Studio album by Space
- Released: 9 March 1998
- Recorded: 1997
- Studio: Parr Street Studios, Liverpool
- Genre: Alternative pop
- Length: 49:36
- Label: Gut
- Producer: Jeremy Wheatley; Space;

Space chronology
| Spiders (1996) | Tin Planet (1998) | Suburban Rock 'n' Roll (2004) |

Singles from Tin Planet
- "Avenging Angels" Released: 29 December 1997; "The Ballad of Tom Jones" Released: 23 February 1998; "Begin Again" Released: 22 June 1998; "The Bad Days EP" Released: 23 November 1998;

= Tin Planet =

Tin Planet is the second studio album by English band Space, released on 9 March 1998.

Recorded in late 1997 following a tumultuous year for the group, Tin Planet was a continuation of the eclectic blend of musical styles explored on their debut album Spiders. However, it was noted that the more abrasive aspects of their sound were toned down considerably from their debut, with the songs being more melodic with a prominent cabaret and easy listening influence. Keyboardist Franny Griffiths' love of techno and electronic music was also brought to the fore, culminating in three tracks that were primarily dance-orientated.

The album was the first Space record to feature long-time collaborator David "Yorkie" Palmer as full-time bassist, and the last to feature founding member Andy Parle on drums (though he was not credited in the album's liner notes), with Leon Caffrey (formerly of the band Proper) taking his place shortly afterwards.

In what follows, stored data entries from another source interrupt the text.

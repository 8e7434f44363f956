//! Local fixture server standing in for the public APIs in tests.

use axum::extract::Query;
use axum::http::{HeaderMap, StatusCode};
use axum::response::{IntoResponse, Response};
use axum::routing::get;
use axum::{Json, Router};
use serde_json::{json, Value};
use std::collections::HashMap;
use tokio::net::TcpListener;

/// Starts the fixture server on an ephemeral port and returns its base URL.
pub(crate) async fn spawn_fixture_server() -> String {
    let app = Router::new()
        .route("/locationforecast/compact", get(compact))
        .route("/locationforecast/complete", get(unavailable))
        .route("/broken/compact", get(broken_forecast))
        .route("/missing/compact", get(unavailable))
        .route("/slow/complete", get(slow_ok))
        .route("/archive", get(archive))
        .route("/archive-ragged", get(archive_ragged))
        .route("/search", get(search));

    let listener = TcpListener::bind("127.0.0.1:0")
        .await
        .expect("Failed to bind fixture server");
    let addr = listener.local_addr().expect("Fixture server has no address");
    tokio::spawn(async move {
        axum::serve(listener, app)
            .await
            .expect("Fixture server stopped");
    });
    format!("http://{}", addr)
}

fn has_user_agent(headers: &HeaderMap) -> bool {
    headers
        .get("user-agent")
        .and_then(|v| v.to_str().ok())
        .is_some_and(|ua| ua.starts_with("WeatherApp/"))
}

async fn compact(headers: HeaderMap, Query(params): Query<HashMap<String, String>>) -> Response {
    // MET Norway answers 403 to requests without an identifying user agent
    if !has_user_agent(&headers) {
        return StatusCode::FORBIDDEN.into_response();
    }
    let (Some(lat), Some(lon)) = (params.get("lat"), params.get("lon")) else {
        return StatusCode::BAD_REQUEST.into_response();
    };
    Json(json!({
        "type": "Feature",
        "geometry": { "type": "Point", "coordinates": [lon.parse::<f64>().unwrap_or(0.0), lat.parse::<f64>().unwrap_or(0.0), 10] },
        "properties": {
            "meta": { "updated_at": "2024-03-21T12:00:00Z" },
            "timeseries": [
                {
                    "time": "2024-03-21T12:00:00Z",
                    "data": {
                        "instant": { "details": { "air_temperature": -2.0, "wind_speed": 4.1 } },
                        "next_1_hours": { "details": { "precipitation_amount": 0.2 } }
                    }
                },
                {
                    "time": "2024-03-21T13:00:00Z",
                    "data": {
                        "instant": { "details": { "air_temperature": -1.5 } },
                        "next_3_hours": { "details": { "precipitation_amount": 1.1 } }
                    }
                }
            ]
        }
    }))
    .into_response()
}

async fn broken_forecast() -> Json<Value> {
    Json(json!({ "properties": { "meta": { "updated_at": "2024-03-21T12:00:00Z" } } }))
}

async fn unavailable() -> StatusCode {
    StatusCode::SERVICE_UNAVAILABLE
}

async fn slow_ok() -> StatusCode {
    tokio::time::sleep(std::time::Duration::from_millis(200)).await;
    StatusCode::OK
}

async fn archive(Query(params): Query<HashMap<String, String>>) -> Response {
    let required = ["latitude", "longitude", "start_date", "end_date", "hourly", "timezone"];
    if required.iter().any(|k| !params.contains_key(*k)) {
        return StatusCode::BAD_REQUEST.into_response();
    }
    Json(json!({
        "latitude": 66.2,
        "longitude": 13.6,
        "utc_offset_seconds": 3600,
        "timezone": "Europe/Oslo",
        "hourly": {
            "time": ["2024-03-21T00:00", "2024-03-21T01:00", "2024-03-21T02:00"],
            "temperature_2m": [-3.1, -3.4, null],
            "relative_humidity_2m": [80, 82, 85],
            "pressure_msl": [1010.2, 1010.0, 1009.7],
            "wind_speed_10m": [2.5, 3.0, 3.1],
            "wind_direction_10m": [180, 190, 200],
            "cloud_cover": [100, 90, 75],
            "precipitation": [0.0, 0.4, 0.1]
        }
    }))
    .into_response()
}

async fn archive_ragged() -> Json<Value> {
    Json(json!({
        "utc_offset_seconds": 0,
        "hourly": {
            "time": ["2024-03-21T00:00", "2024-03-21T01:00"],
            "temperature_2m": [-3.1]
        }
    }))
}

async fn search(headers: HeaderMap, Query(params): Query<HashMap<String, String>>) -> Response {
    let language_ok = headers
        .get("accept-language")
        .and_then(|v| v.to_str().ok())
        == Some("en");
    let params_ok = params.get("format").map(String::as_str) == Some("json")
        && params.get("limit").map(String::as_str) == Some("5")
        && params.get("addressdetails").map(String::as_str) == Some("1");
    if !language_ok || !params_ok || !has_user_agent(&headers) {
        return StatusCode::BAD_REQUEST.into_response();
    }
    Json(json!([
        {
            "place_id": 123456,
            "display_name": "Hemnes, Nordland, Norway",
            "address": { "municipality": "Hemnes", "country": "Norway" },
            "lat": "66.2167",
            "lon": "13.6167"
        },
        {
            "place_id": "987",
            "display_name": "Somewhere at sea",
            "address": {},
            "lat": "10.5",
            "lon": "-20.25"
        },
        {
            "place_id": 42,
            "display_name": "Broken, Nowhere",
            "address": { "country": "Nowhere" },
            "lat": "north",
            "lon": "13.6"
        }
    ]))
    .into_response()
}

Tin Planet peaked at #3 in the UK charts, two places higher than Spiders. It was their first album to enter the Australian ARIA top 100 albums chart, debuting on 24 May 1998 and peaking at #74 the following week. The album peaked at #11 in New Zealand in May 1998. The songs "Avenging Angels", "The Ballad of Tom Jones" (a duet with Cerys Matthews of the band Catatonia), "Begin Again" and "Bad Days" were released as singles, all hitting the UK top 40.

==Background==
In 1996, Space released their debut album Spiders on Gut Records. Combining surreal, darkly humorous lyrics and a large number of styles and genres, including rock, techno, hip hop and funk, a result of the different musical tastes of the band members, the album was a critical and commercial success, reaching number 5 on the UK Albums Chart and becoming certified Platinum by the British Phonographic Industry in December 1996 for sales of over 300,000. Nonetheless, in mid-1997, during their tour of the United States, where the band began to find minor success, numerous personal problems hit the band. The band were constantly under stress, which reached such an extent that keyboardist Franny Griffiths developed an ulcer, lyricist and vocalist Tommy Scott lost his voice and the band's guitarist and other lyricist and vocalist, Jamie Murphy, "still only 21, simply lost it completely and had a spell in psychiatric care being fed anti-depressants and milk."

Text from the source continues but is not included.